Work instructions -
Number of lines with "Lockout" in the listing: report it, and nothing else.

Information shown -
--*--

//! Traits the engine consumes: its own durable stores plus the external
//! collaborators (identity, provider positions, payment gateway).

use super::actor::{Role, UserId};
use super::conversation::{Conversation, Message};
use super::geo::ProviderPosition;
use super::ids::{ConversationId, PaymentId, RequestId};
use super::money::Amount;
use super::payment::{GatewayCallback, GatewayOrder, Payment};
use super::request::{RequestGuard, ServiceRequest};
use super::review::{Review, Stars};
use crate::error::Result;
use async_trait::async_trait;
use chrono::{DateTime, Utc};
use std::sync::Arc;

/// Result of a conditional request write.
#[derive(Debug, Clone, PartialEq)]
pub enum CasOutcome {
    /// The guard matched; carries the stored record with its new version.
    Applied(ServiceRequest),
    /// Someone else changed the request first; carries what they left.
    Conflict(ServiceRequest),
    Missing,
}

#[async_trait]
pub trait RequestStore: Send + Sync {
    /// Inserts a new request; fails if the id is already taken.
    async fn insert(&self, request: ServiceRequest) -> Result<()>;
    async fn get(&self, id: RequestId) -> Result<Option<ServiceRequest>>;
    /// Replaces the stored request with `next` only if its current
    /// `{status, provider}` still matches `guard`, in a single atomic step.
    async fn compare_and_set(&self, guard: RequestGuard, next: ServiceRequest)
    -> Result<CasOutcome>;
    async fn all(&self) -> Result<Vec<ServiceRequest>>;
}

#[async_trait]
pub trait ConversationStore: Send + Sync {
    /// Returns the active conversation for `candidate.request_id` if one
    /// exists, otherwise stores `candidate`. Atomic per request.
    async fn get_or_insert(&self, candidate: Conversation) -> Result<Conversation>;
    async fn get(&self, id: ConversationId) -> Result<Option<Conversation>>;
    async fn active_for_request(&self, request_id: RequestId) -> Result<Option<Conversation>>;
    async fn append_message(&self, id: ConversationId, message: Message) -> Result<()>;
    async fn mark_read(&self, id: ConversationId, reader: UserId, at: DateTime<Utc>)
    -> Result<usize>;
    /// Deactivates the request's active conversation, if any.
    async fn deactivate_for_request(
        &self,
        request_id: RequestId,
        at: DateTime<Utc>,
    ) -> Result<Option<ConversationId>>;
}

/// Result of trying to settle a payment attempt.
#[derive(Debug, Clone, PartialEq)]
pub enum SettleOutcome {
    Settled(Payment),
    /// Another attempt already settled the request; it is returned untouched.
    Duplicate(Payment),
    /// The request's settlement was refunded and cannot be settled again.
    Refunded(Payment),
}

#[async_trait]
pub trait PaymentStore: Send + Sync {
    async fn insert(&self, payment: Payment) -> Result<()>;
    async fn get(&self, id: PaymentId) -> Result<Option<Payment>>;
    async fn for_request(&self, request_id: RequestId) -> Result<Vec<Payment>>;
    /// The successful attempt holding the request's settlement. A refunded
    /// settlement is not returned.
    async fn settled(&self, request_id: RequestId) -> Result<Option<Payment>>;
    async fn mark_failed(&self, id: PaymentId, reason: String, at: DateTime<Utc>)
    -> Result<Payment>;
    /// Marks a pending attempt successful unless another attempt already
    /// settled the same request, refunded or not. Check and write happen
    /// atomically.
    async fn settle(
        &self,
        id: PaymentId,
        gateway_payment_id: String,
        at: DateTime<Utc>,
    ) -> Result<SettleOutcome>;
    async fn refund(
        &self,
        id: PaymentId,
        gateway_refund_id: String,
        reason: String,
        at: DateTime<Utc>,
    ) -> Result<Payment>;
}

#[async_trait]
pub trait ReviewStore: Send + Sync {
    /// Stores the review unless the request already has one.
    async fn insert_if_absent(&self, review: Review) -> Result<bool>;
    async fn get(&self, request_id: RequestId) -> Result<Option<Review>>;
    async fn respond(
        &self,
        request_id: RequestId,
        response: String,
        at: DateTime<Utc>,
    ) -> Result<Option<Review>>;
}

#[async_trait]
pub trait IdentityProvider: Send + Sync {
    /// `None` for unknown or unauthenticated actors.
    async fn role_of(&self, user: UserId) -> Result<Option<Role>>;
}

#[async_trait]
pub trait ProviderDirectory: Send + Sync {
    async fn positions(&self) -> Result<Vec<ProviderPosition>>;
    async fn record_rating(&self, provider: UserId, stars: Stars) -> Result<()>;
}

#[async_trait]
pub trait PaymentGateway: Send + Sync {
    async fn create_order(&self, amount: Amount, currency: &str, receipt: &str)
    -> Result<GatewayOrder>;
    async fn verify_signature(&self, callback: &GatewayCallback) -> Result<bool>;
    async fn refund(&self, gateway_payment_id: &str, amount: Amount) -> Result<String>;
}

pub type RequestStoreRef = Arc<dyn RequestStore>;
pub type ConversationStoreRef = Arc<dyn ConversationStore>;
pub type PaymentStoreRef = Arc<dyn PaymentStore>;
pub type ReviewStoreRef = Arc<dyn ReviewStore>;
pub type IdentityProviderRef = Arc<dyn IdentityProvider>;
pub type ProviderDirectoryRef = Arc<dyn ProviderDirectory>;
pub type PaymentGatewayRef = Arc<dyn PaymentGateway>;
use super::actor::{Actor, Role, UserId};
use super::geo::GeoPoint;
use super::ids::RequestId;
use super::money::Amount;
use crate::error::{DispatchError, Result};
use chrono::{DateTime, Utc};
use serde::{Deserialize, Serialize};
use std::fmt;
use std::str::FromStr;

#[derive(Debug, Clone, Copy, PartialEq, Eq, Hash, Serialize, Deserialize)]
#[serde(rename_all = "snake_case")]
pub enum RequestStatus {
    Pending,
    Assigned,
    Enroute,
    InProgress,
    Completed,
    Cancelled,
}

impl RequestStatus {
    /// States in which a provider is bound to the request.
    pub fn has_provider(&self) -> bool {
        matches!(
            self,
            RequestStatus::Assigned
                | RequestStatus::Enroute
                | RequestStatus::InProgress
                | RequestStatus::Completed
        )
    }

    pub fn is_terminal(&self) -> bool {
        matches!(self, RequestStatus::Completed | RequestStatus::Cancelled)
    }

    pub fn as_str(&self) -> &'static str {
        match self {
            RequestStatus::Pending => "pending",
            RequestStatus::Assigned => "assigned",
            RequestStatus::Enroute => "enroute",
            RequestStatus::InProgress => "in_progress",
            RequestStatus::Completed => "completed",
            RequestStatus::Cancelled => "cancelled",
        }
    }
}

impl fmt::Display for RequestStatus {
    fn fmt(&self, f: &mut fmt::Formatter<'_>) -> fmt::Result {
        f.write_str(self.as_str())
    }
}

#[derive(Debug, Clone, Copy, PartialEq, Eq, Serialize, Deserialize)]
#[serde(rename_all = "snake_case")]
pub enum IssueCategory {
    FlatTyre,
    Battery,
    Fuel,
    Towing,
    Lockout,
    Engine,
    Other,
}

impl FromStr for IssueCategory {
    type Err = DispatchError;

    fn from_str(s: &str) -> Result<Self> {
        match s.trim().to_ascii_lowercase().as_str() {
            "flat_tyre" | "flat_tire" => Ok(IssueCategory::FlatTyre),
            "battery" => Ok(IssueCategory::Battery),
            "fuel" => Ok(IssueCategory::Fuel),
            "towing" => Ok(IssueCategory::Towing),
            "lockout" => Ok(IssueCategory::Lockout),
            "engine" => Ok(IssueCategory::Engine),
            "other" | "" => Ok(IssueCategory::Other),
            other => Err(DispatchError::ValidationError(format!(
                "Unknown issue category: {other}"
            ))),
        }
    }
}

/// Vehicle details copied onto the request at creation time, so later
/// profile edits never change what the provider was dispatched for.
#[derive(Debug, Clone, Default, PartialEq, Serialize, Deserialize)]
pub struct VehicleSnapshot {
    pub kind: String,
    pub model: String,
    pub plate: String,
}

/// Customer-supplied input for a new request.
#[derive(Debug, Clone, PartialEq)]
pub struct RequestDetails {
    pub issue: IssueCategory,
    pub description: String,
    pub vehicle: VehicleSnapshot,
    pub image_refs: Vec<String>,
    pub location: GeoPoint,
    pub address: String,
    /// Falls back to the engine's configured default when absent.
    pub broadcast_radius_km: Option<f64>,
    /// Direct booking: only this provider may claim the request.
    pub target_provider: Option<UserId>,
}

impl RequestDetails {
    pub fn new(issue: IssueCategory, location: GeoPoint, address: impl Into<String>) -> Self {
        Self {
            issue,
            description: String::new(),
            vehicle: VehicleSnapshot::default(),
            image_refs: Vec::new(),
            location,
            address: address.into(),
            broadcast_radius_km: None,
            target_provider: None,
        }
    }

    pub fn with_description(mut self, description: impl Into<String>) -> Self {
        self.description = description.into();
        self
    }

    pub fn with_vehicle(mut self, vehicle: VehicleSnapshot) -> Self {
        self.vehicle = vehicle;
        self
    }

    pub fn with_radius_km(mut self, radius_km: f64) -> Self {
        self.broadcast_radius_km = Some(radius_km);
        self
    }

    pub fn targeting(mut self, provider: UserId) -> Self {
        self.target_provider = Some(provider);
        self
    }
}

/// Something an actor asks to happen to an assigned or pending request.
#[derive(Debug, Clone, PartialEq)]
pub enum LifecycleEvent {
    /// The assigned provider declines; the request reopens.
    Reject,
    StartTravel,
    StartWork,
    Complete { final_amount: Option<Amount> },
    Cancel { reason: String },
}

impl LifecycleEvent {
    /// The status the event asks to move to.
    pub fn target(&self) -> RequestStatus {
        match self {
            LifecycleEvent::Reject => RequestStatus::Pending,
            LifecycleEvent::StartTravel => RequestStatus::Enroute,
            LifecycleEvent::StartWork => RequestStatus::InProgress,
            LifecycleEvent::Complete { .. } => RequestStatus::Completed,
            LifecycleEvent::Cancel { .. } => RequestStatus::Cancelled,
        }
    }

    pub fn name(&self) -> &'static str {
        match self {
            LifecycleEvent::Reject => "reject",
            LifecycleEvent::StartTravel => "start_travel",
            LifecycleEvent::StartWork => "start_work",
            LifecycleEvent::Complete { .. } => "complete",
            LifecycleEvent::Cancel { .. } => "cancel",
        }
    }
}

/// How a claim attempt relates to the current state of a request.
#[derive(Debug, Clone, Copy, PartialEq, Eq)]
pub enum ClaimEligibility {
    Open,
    AlreadyClaimed,
    /// Direct-targeted at someone else, or no longer claimable at all.
    InvalidState,
}

/// What a conditional write must observe unchanged for it to apply: the
/// `{status, provider}` tuple plus the record version.
#[derive(Debug, Clone, Copy, PartialEq, Eq)]
pub struct RequestGuard {
    pub status: RequestStatus,
    pub provider_id: Option<UserId>,
    pub version: u64,
}

impl RequestGuard {
    pub fn matches(&self, request: &ServiceRequest) -> bool {
        self.status == request.status
            && self.provider_id == request.provider_id
            && self.version == request.version
    }
}

#[derive(Debug, Clone, PartialEq, Serialize, Deserialize)]
pub struct ServiceRequest {
    pub id: RequestId,
    pub customer_id: UserId,
    pub provider_id: Option<UserId>,
    pub target_provider: Option<UserId>,
    pub issue: IssueCategory,
    pub description: String,
    pub vehicle: VehicleSnapshot,
    pub image_refs: Vec<String>,
    pub location: GeoPoint,
    pub address: String,
    pub broadcast_radius_km: f64,
    pub quotation: Option<Amount>,
    pub final_amount: Option<Amount>,
    pub status: RequestStatus,
    /// Providers the latest broadcast was offered to.
    pub candidates: Vec<UserId>,
    /// Providers that declined this request after claiming it.
    pub rejected_by: Vec<UserId>,
    pub cancellation_reason: Option<String>,
    pub cancelled_by: Option<UserId>,
    pub created_at: DateTime<Utc>,
    pub assigned_at: Option<DateTime<Utc>>,
    pub completed_at: Option<DateTime<Utc>>,
    pub cancelled_at: Option<DateTime<Utc>>,
    /// Bumped by the store on every applied conditional write.
    pub version: u64,
}

impl ServiceRequest {
    pub fn new(
        id: RequestId,
        customer_id: UserId,
        details: RequestDetails,
        broadcast_radius_km: f64,
        now: DateTime<Utc>,
    ) -> Self {
        Self {
            id,
            customer_id,
            provider_id: None,
            target_provider: details.target_provider,
            issue: details.issue,
            description: details.description,
            vehicle: details.vehicle,
            image_refs: details.image_refs,
            location: details.location,
            address: details.address,
            broadcast_radius_km,
            quotation: None,
            final_amount: None,
            status: RequestStatus::Pending,
            candidates: Vec::new(),
            rejected_by: Vec::new(),
            cancellation_reason: None,
            cancelled_by: None,
            created_at: now,
            assigned_at: None,
            completed_at: None,
            cancelled_at: None,
            version: 0,
        }
    }

    pub fn guard(&self) -> RequestGuard {
        RequestGuard {
            status: self.status,
            provider_id: self.provider_id,
            version: self.version,
        }
    }

    pub fn is_participant(&self, user: UserId) -> bool {
        self.customer_id == user || self.provider_id == Some(user)
    }

    /// `provider_id` is set exactly when the status carries a provider.
    pub fn provider_invariant_holds(&self) -> bool {
        self.provider_id.is_some() == self.status.has_provider()
    }

    pub fn claim_eligibility(&self, provider: UserId) -> ClaimEligibility {
        if let Some(target) = self.target_provider
            && target != provider
        {
            return ClaimEligibility::InvalidState;
        }
        match (self.status, self.provider_id) {
            (RequestStatus::Pending, None) => ClaimEligibility::Open,
            (RequestStatus::Cancelled, _) => ClaimEligibility::InvalidState,
            _ => ClaimEligibility::AlreadyClaimed,
        }
    }

    /// Binds `provider` to the request. Callers establish eligibility first
    /// and persist through a conditional write on the pre-claim guard.
    ///
    /// `assigned_at` records the first assignment and survives later
    /// rejections and re-claims.
    pub fn assign(&mut self, provider: UserId, now: DateTime<Utc>) {
        self.provider_id = Some(provider);
        self.status = RequestStatus::Assigned;
        self.assigned_at.get_or_insert(now);
    }

    /// Checks the transition graph and the acting party for `event`,
    /// returning the status it leads to.
    pub fn next_status(&self, actor: &Actor, event: &LifecycleEvent) -> Result<RequestStatus> {
        use RequestStatus::*;

        let to = event.target();
        let edge_exists = matches!(
            (self.status, event),
            (Assigned, LifecycleEvent::Reject)
                | (Assigned, LifecycleEvent::StartTravel)
                | (Enroute, LifecycleEvent::StartWork)
                | (InProgress, LifecycleEvent::Complete { .. })
                | (Pending | Assigned | Enroute, LifecycleEvent::Cancel { .. })
        );
        let actor_allowed = match event {
            LifecycleEvent::Cancel { .. } => actor.id == self.customer_id || actor.is_admin(),
            _ => actor.role == Role::Provider && self.provider_id == Some(actor.id),
        };

        if edge_exists && actor_allowed {
            Ok(to)
        } else {
            Err(DispatchError::InvalidTransition {
                from: self.status,
                to,
                actor: actor.id,
            })
        }
    }

    /// Applies `event` in place after validating it. Nothing is mutated when
    /// an error is returned.
    pub fn apply(
        &mut self,
        actor: &Actor,
        event: &LifecycleEvent,
        now: DateTime<Utc>,
    ) -> Result<RequestStatus> {
        let to = self.next_status(actor, event)?;

        match event {
            LifecycleEvent::Reject => {
                self.provider_id = None;
                // A declined direct booking falls back to an open broadcast.
                self.target_provider = None;
                self.candidates.clear();
                if !self.rejected_by.contains(&actor.id) {
                    self.rejected_by.push(actor.id);
                }
            }
            LifecycleEvent::StartTravel | LifecycleEvent::StartWork => {}
            LifecycleEvent::Complete { final_amount } => {
                if final_amount.is_none() && self.settlement_amount().is_none() {
                    return Err(DispatchError::ValidationError(
                        "Completion requires a quotation or a final amount".to_string(),
                    ));
                }
                if let Some(amount) = final_amount {
                    self.final_amount = Some(*amount);
                }
                self.completed_at = Some(now);
            }
            LifecycleEvent::Cancel { reason } => {
                let reason = reason.trim();
                if reason.is_empty() {
                    return Err(DispatchError::ValidationError(
                        "Cancellation reason is required".to_string(),
                    ));
                }
                self.provider_id = None;
                self.cancellation_reason = Some(reason.to_string());
                self.cancelled_by = Some(actor.id);
                self.cancelled_at = Some(now);
            }
        }

        self.status = to;
        Ok(to)
    }

    /// Sets the provider's price quote while the job is live.
    pub fn set_quotation(&mut self, actor: &Actor, amount: Amount) -> Result<()> {
        if actor.role != Role::Provider || self.provider_id != Some(actor.id) {
            return Err(DispatchError::Unauthorized(format!(
                "Only the assigned provider may quote request {}",
                self.id
            )));
        }
        if !matches!(
            self.status,
            RequestStatus::Assigned | RequestStatus::Enroute | RequestStatus::InProgress
        ) {
            return Err(DispatchError::ValidationError(format!(
                "Cannot quote a request that is {}",
                self.status
            )));
        }
        self.quotation = Some(amount);
        Ok(())
    }

    pub fn settlement_amount(&self) -> Option<Amount> {
        self.final_amount.or(self.quotation)
    }
}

--*--

Expected answer -
2